First things first: the title of this blog is pronounced “homeland-scapes”. Not “home landscapes”.
Homelandscapes draws its name from a word I coined while in my second year of graduate school. I hope it helps inspire new ideas about how we practice conservation and how we view the land. I feel that the word “homelandscapes” unifies three distinct ideas that are critical to the future of conservation and sustainable living:
- The land on which we live is our home, as much as is the physical structure of the building in which we sleep and prepare meals. We cannot separate ourselves from the land. We therefore would be wise and prudent to consider how we fit into it.
- Thinking about how our individual actions fit into the global scene can be overwhelming. Thinking on the landscape scale—which I generally think of as meaning an area that extends from where we stand to the horizon—helps to shrink our focus to something more manageable. Thinking about how our actions affect our nearby, physical landscape gives us a meaningful way to consider the context of our lifestyles and behaviors.
- Our own landscapes are the places that we know most intimately and, I hope, love the most dearly. These near-home places are the ones on which we, as individuals, may exert meaningful influence in our actions.
Then, as now, I was contemplating how our society needs to rethink its relationship to the natural world. We are a part of nature; we rely on it, we need it, it is our home. Why, then, do so many people think of nature as something apart from us? We persist in thinking of nature as something that happens “out there”—in places like national parks—rather than in the places where we live. This artificial separation of the natural world from human society only serves to reinforce our passivity with respect to environmental degradation.
The reality is that intensively-developed urban areas and undeveloped wilderness just represent two ends of a spectrum of land use. In between are suburbs, agricultural lands, and working forests. Mapping these land uses reveals a patchwork, with some places heavily altered while others remain less modified. More and more of the patchwork, however, is shifting to the heavily-developed end of the spectrum.
By thinking about how our lives fit into our homelandscapes, and by considering the needs of the other living things that share that space, we can shape a more sustainable society.
For example, let’s say you have just bought a ranch house in the suburbs, near the edge of a network of parks that form a greenbelt around the city. You are not just the owner of your house and yard: you are responsible for a piece of your homelandscape. Sure, it’s a small piece, but through it, you can contribute to a greener world. The previous owner had an immaculate lawn, with nary a weed to be seen; he must have watered it regularly and treated it heavily with fertilizer, herbicides, and pesticides. You choose to replace the lawn with a mix of native plants, including some berry-producing shrubs. The flowers attract bees and butterflies; the berries draw in wildlife, including some pretty songbirds you’ve never seen before.
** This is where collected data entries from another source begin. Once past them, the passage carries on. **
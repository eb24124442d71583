use tracing::{debug, trace};

use crate::game::{Game, Player, VertexId};
use crate::index::IndexedVec;

use super::lift::lift;
use super::state::SpmState;
use super::strategy::{LiftStrategy, Next, Strategy, StrategyKind, RANDOM_SEED};
use super::tuple::{Bounds, ProgressTuple};

#[derive(Clone, Debug, PartialEq, Eq)]
pub struct SolveOptions {
    pub strategy: StrategyKind,
    /// Seed of [`StrategyKind::Random`].
    pub seed: u64,
    /// Stop after this many lifts, even if not solved yet.
    pub max_lifts: Option<u64>,
}

impl Default for SolveOptions {
    fn default() -> Self {
        SolveOptions { strategy: StrategyKind::Input, seed: RANDOM_SEED, max_lifts: None }
    }
}

/// Why the lifting loop stopped.
#[derive(Clone, Copy, Debug, PartialEq, Eq)]
pub enum Termination {
    /// Every vertex was marked stable.
    Stable,
    /// The strategy had no more vertices to offer.
    Exhausted,
    /// The lift cap was reached first; the result is not a fixpoint.
    LiftLimit,
}

#[derive(Clone, Debug)]
pub struct Solution {
    tuples: IndexedVec<VertexId, ProgressTuple>,
    lifts: u64,
    termination: Termination,
}

impl Solution {
    /// Odd wins exactly from the vertices whose measure reached top.
    pub fn winner_of(&self, v: VertexId) -> Player {
        match self.tuples[v].is_top() {
            true => Player::Odd,
            false => Player::Even,
        }
    }

    pub fn winning_region(&self, player: Player) -> impl Iterator<Item = VertexId> + '_ {
        self.tuples.indexes().filter(move |&v| self.winner_of(v) == player)
    }

    pub fn tuple_of(&self, v: VertexId) -> &ProgressTuple {
        &self.tuples[v]
    }

    pub fn tuples(&self) -> &IndexedVec<VertexId, ProgressTuple> {
        &self.tuples
    }

    pub fn lifts(&self) -> u64 {
        self.lifts
    }

    pub fn termination(&self) -> Termination {
        self.termination
    }
}

/// Solves `game` with the configured strategy.
pub fn solve(game: &Game, options: &SolveOptions) -> Solution {
    let bounds = Bounds::for_game(game);
    let strategy = Strategy::new(options.strategy, game, options.seed);

    debug!(
        strategy = %options.strategy,
        vertices = game.vertex_count(),
        max_priority = game.max_priority(),
        "solving parity game"
    );

    Solver::new(game, &bounds).run(strategy, options.max_lifts)
}

pub struct Solver<'a> {
    game: &'a Game,
    bounds: &'a Bounds,
    state: SpmState,
    lifts: u64,
}

impl<'a> Solver<'a> {
    pub fn new(game: &'a Game, bounds: &'a Bounds) -> Self {
        Solver { game, bounds, state: SpmState::new(game, bounds), lifts: 0 }
    }

    pub fn state(&self) -> &SpmState {
        &self.state
    }

    pub fn lifts(&self) -> u64 {
        self.lifts
    }

    /// Lifts `v` once and returns whether its tuple changed.
    ///
    /// On a change `v` and its predecessors that are not at top lose their
    /// stable mark, so that "all stable" always means a fixpoint.
    pub fn step(&mut self, v: VertexId, strategy: &mut impl LiftStrategy) -> bool {
        let new = lift(self.game, self.bounds, self.state.tuples(), v);
        self.lifts += 1;

        let old = self.state.tuple(v);
        debug_assert!(new >= *old, "lift of {v} decreased {old} to {new}");

        if new == *old {
            self.state.mark_stable(v);
            return false;
        }

        trace!(vertex = %v, from = %old, to = %new, "lifted");

        self.state.set_tuple(v, new);
        self.state.mark_unstable(v);
        for u in self.game.predecessors_of(v) {
            if !self.state.tuple(u).is_top() {
                self.state.mark_unstable(u);
            }
        }

        strategy.was_lifted(v, &self.state);
        true
    }

    pub fn run(mut self, mut strategy: impl LiftStrategy, max_lifts: Option<u64>) -> Solution {
        let termination = loop {
            if self.state.all_stable() {
                break Termination::Stable;
            }
            if max_lifts.is_some_and(|max| self.lifts >= max) {
                break Termination::LiftLimit;
            }

            match strategy.next_vertex(&mut self.state) {
                Next::Vertex(v) => {
                    self.step(v, &mut strategy);
                }
                Next::Exhausted => break Termination::Exhausted,
            }
        };

        if termination == Termination::Exhausted && !self.state.all_stable() {
            // Vertices still marked unstable only changed themselves; none of
            // their successors moved afterwards, so they are at a fixpoint.
            debug!(
                unstable = self.state.unstable_count(),
                "worklist exhausted before all vertices were marked stable"
            );
        }

        debug!(lifts = self.lifts, ?termination, "solved");

        Solution { tuples: self.state.into_tuples(), lifts: self.lifts, termination }
    }
}
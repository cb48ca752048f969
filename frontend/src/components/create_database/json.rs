use crate::api;
use crate::components::create_page::parent_select;
use crate::helpers::{event_value, show_toast};
use common::forms::parse_properties_json;
use common::model::database::Database;
use common::model::page::Page;
use common::requests::CreateDatabaseJsonRequest;
use serde_json::{Map, Value};
use yew::platform::spawn_local;
use yew::prelude::*;

const EXAMPLE: &str = r#"{
  "Name": {
    "title": {}
  },
  "Status": {
    "select": {
      "options": [
        { "name": "To Do", "color": "red" },
        { "name": "In Progress", "color": "yellow" },
        { "name": "Done", "color": "green" }
      ]
    }
  },
  "Due Date": {
    "date": {}
  }
}"#;

#[derive(Properties, PartialEq)]
pub struct JsonFormProps {
    pub pages: Vec<Page>,
    pub on_created: Callback<()>,
}

pub enum Msg {
    SetTitle(String),
    SetParent(String),
    SetJson(String),
    ToggleExample,
    Submit,
    Submitted(Result<Database, String>),
}

/// Properties typed as JSON. The last input that parsed is what gets sent;
/// submitting is blocked while the current input does not parse.
pub struct JsonForm {
    title: String,
    parent_id: String,
    input: String,
    properties: Map<String, Value>,
    error: Option<String>,
    show_example: bool,
    submitting: bool,
}

impl JsonForm {
    fn can_submit(&self) -> bool {
        !self.submitting && !self.title.is_empty() && !self.parent_id.is_empty() && self.error.is_none()
    }
}

impl Component for JsonForm {
    type Message = Msg;
    type Properties = JsonFormProps;

    fn create(ctx: &Context<Self>) -> Self {
        Self {
            title: String::new(),
            parent_id: ctx.props().pages.first().map(|p| p.id.clone()).unwrap_or_default(),
            input: String::new(),
            properties: Map::new(),
            error: None,
            show_example: false,
            submitting: false,
        }
    }

    fn update(&mut self, ctx: &Context<Self>, msg: Self::Message) -> bool {
        match msg {
            Msg::SetTitle(title) => self.title = title,
            Msg::SetParent(parent_id) => self.parent_id = parent_id,
            Msg::SetJson(input) => {
                match parse_properties_json(&input) {
                    Ok(properties) => {
                        self.properties = properties;
                        self.error = None;
                    }
                    Err(e) => self.error = Some(e),
                }
                self.input = input;
            }
            Msg::ToggleExample => self.show_example = !self.show_example,
            Msg::Submit => {
                if !self.can_submit() {
                    show_toast("Please provide a title and select a parent page.");
                    return false;
                }
                self.submitting = true;
                let request = CreateDatabaseJsonRequest {
                    title: self.title.clone(),
                    parent_page_id: self.parent_id.clone(),
                    properties: self.properties.clone(),
                };
                let link = ctx.link().clone();
                spawn_local(async move {
                    link.send_message(Msg::Submitted(api::create_database_json(&request).await));
                });
            }
            Msg::Submitted(result) => {
                self.submitting = false;
                match result {
                    Ok(_) => {
                        show_toast("Database created");
                        ctx.props().on_created.emit(());
                    }
                    Err(e) => show_toast(&format!("Error: {}", e)),
                }
            }
        }
        true
    }

    fn view(&self, ctx: &Context<Self>) -> Html {
        let link = ctx.link();

        html! {
            <div class="form-stack">
                <div class="card form-card">
                    <h2>{"Database Information"}</h2>
                    <div class="form-field">
                        <label for="json-title">{"Database Title"}</label>
                        <input id="json-title" type="text" placeholder="Enter database title" value={self.title.clone()}
                            oninput={link.callback(|e: InputEvent| Msg::SetTitle(event_value(&e)))} />
                    </div>
                    <div class="form-field">
                        <label for="parent">{"Parent Page"}</label>
                        { parent_select(&ctx.props().pages, &self.parent_id, link.callback(|e: Event| Msg::SetParent(event_value(&e)))) }
                        <p class="muted">{"The database will be created as a child of this page."}</p>
                    </div>
                </div>

                <div class="card form-card">
                    <h2>{"Database Properties"}</h2>
                    <div class="form-field">
                        <label for="properties">{"Properties (Notion JSON Format)"}</label>
                        <textarea id="properties" class="json-input" placeholder="Enter Notion-style properties. Example below."
                            value={self.input.clone()}
                            oninput={link.callback(|e: InputEvent| Msg::SetJson(event_value(&e)))} />
                        {
                            match &self.error {
                                Some(error) => html! { <p class="field-error">{ error.clone() }</p> },
                                None => html! {},
                            }
                        }
                    </div>
                    <button class="btn link" onclick={link.callback(|_| Msg::ToggleExample)}>
                        { if self.show_example { "Hide example JSON" } else { "Show example JSON" } }
                    </button>
                    {
                        if self.show_example {
                            html! { <pre class="json-example">{ EXAMPLE }</pre> }
                        } else {
                            html! {}
                        }
                    }
                </div>

                <button class="btn wide" onclick={link.callback(|_| Msg::Submit)} disabled={!self.can_submit()}>
                    { if self.submitting { "Creating..." } else { "Create Database" } }
                </button>
            </div>
        }
    }
}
Or let’s say you’re a city dweller. Taking responsibility for your homelandscape may mean volunteering to clean up litter from the park two blocks away in order to create a more pleasant outdoor space for yourself and all your neighbors. You start doing this on a regular, recurring basis, every other Saturday. You start noticing things like the way the squirrels change color as winter approaches, looking a little less brown and a little more gray. You notice that, in the spring, a hawk is around an awful lot, swooping down on the little sparrows over by the trash cans. And then you realize that there are two hawks, and that they have a nest. You point out the birds to the neighborhood kids, watching as the hawks start carrying small rodents back for their nestlings. You delight in seeing the young stretch their wings and take their first flight; you laugh at the way the inexperienced fliers awkwardly crash through the branches. You’re nostalgic and a little proud when they grow up and go on their way.
Homelandscapes. Start thinking about how you fit into yours, and what you can do to make it better.